Ernshaw rose slowly from his seat. His face seemed to Vane to be transfigured. He looked him straight in the eyes, and said, in a voice only a little above a whisper, and yet thrilling with an intense emotion:
"Thou shalt not take the name of the Lord thy God in vain! You have asked for my advice and my guidance, Maxwell. I have given them to you, but not before I have sought for advice and counsel from an infinitely higher Source. I believe I have had my answer. As I have had it so I have given it to you. I have spent a good many hours thinking over this problem of yours—and a harder problem few men have ever had to solve—but my fixed and settled conviction is that during this last conversation of yours with Miss Raleigh you bore yourself like a man; you did your duty; you put your hand to the plough. You are not going to look back now, are you?"
Vane dropped back into his seat and folded his hands over his eyes again, and said with a note of weariness in his voice:
"Well, yes, old man, I suppose you're right, and yet, Ernshaw, it's very hard, so hard that it seems almost impossible. They're coming up to 'Commem' to-morrow—I was obliged to ask them, you know. I should only have to hold out my hand and feel hers in it and say that—well, that I'd thought better of it, and everything would be just as it was before. We could begin again just as if that had never happened.

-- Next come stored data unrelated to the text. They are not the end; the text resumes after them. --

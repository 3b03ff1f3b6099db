//! `k8s\0` + `runtime.Unknown` framing.

use prost::Message;

use crate::EncodingError;

pub const STORAGE_MAGIC: &[u8; 4] = b"k8s\x00";

#[derive(Clone, PartialEq, Message)]
struct TypeMetaPb {
    #[prost(string, tag = "1")]
    api_version: String,
    #[prost(string, tag = "2")]
    kind: String,
}

#[derive(Clone, PartialEq, Message)]
struct UnknownPb {
    #[prost(message, optional, tag = "1")]
    type_meta: Option<TypeMetaPb>,
    #[prost(bytes = "vec", tag = "2")]
    raw: Vec<u8>,
    #[prost(string, tag = "3")]
    content_encoding: String,
    #[prost(string, tag = "4")]
    content_type: String,
}

/// Decoded storage envelope.
#[derive(Debug, Clone, Default, PartialEq, Eq)]
pub struct Envelope {
    pub api_version: String,
    pub kind: String,
    pub raw: Vec<u8>,
    /// Empty for typed protobuf bodies.
    pub content_type: String,
}

impl Envelope {
    pub fn encode(&self) -> Vec<u8> {
        let msg = UnknownPb {
            type_meta: Some(TypeMetaPb { api_version: self.api_version.clone(), kind: self.kind.clone() }),
            raw: self.raw.clone(),
            content_encoding: String::new(),
            content_type: self.content_type.clone(),
        };
        let body = msg.encode_to_vec();
        let mut out = Vec::with_capacity(STORAGE_MAGIC.len() + body.len());
        out.extend_from_slice(STORAGE_MAGIC);
        out.extend_from_slice(&body);
        out
    }

    pub fn decode(data: &[u8]) -> Result<Self, EncodingError> {
        let body = data.strip_prefix(STORAGE_MAGIC.as_slice()).ok_or(EncodingError::MissingMagic)?;
        let msg = UnknownPb::decode(body)?;
        let type_meta = msg.type_meta.unwrap_or_default();
        Ok(Self {
            api_version: type_meta.api_version,
            kind: type_meta.kind,
            raw: msg.raw,
            content_type: msg.content_type,
        })
    }
}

"You know it's all I've thought about, all I've worked for, ever since we came back from India together. Honestly, old man, she really is—of course, with the exception of the Governor—everything there is in the world for me now. If I have to give her up, what else is there? You know what I was going to do. Now that I've got my degree I should have a splendid opening in the Foreign Office. The way would be absolutely clear before me—a mere matter of brains and interest—and I know I've got the interest—and I should be an Ambassador, perhaps a Prime Minister some day, and she would be my wife—and yet without her it wouldn't be worth anything to me. Ernshaw, isn't it a bit too much to ask a man on the threshold of his real life to give up all that for the sake of an idea—well, a scientific conviction if you like."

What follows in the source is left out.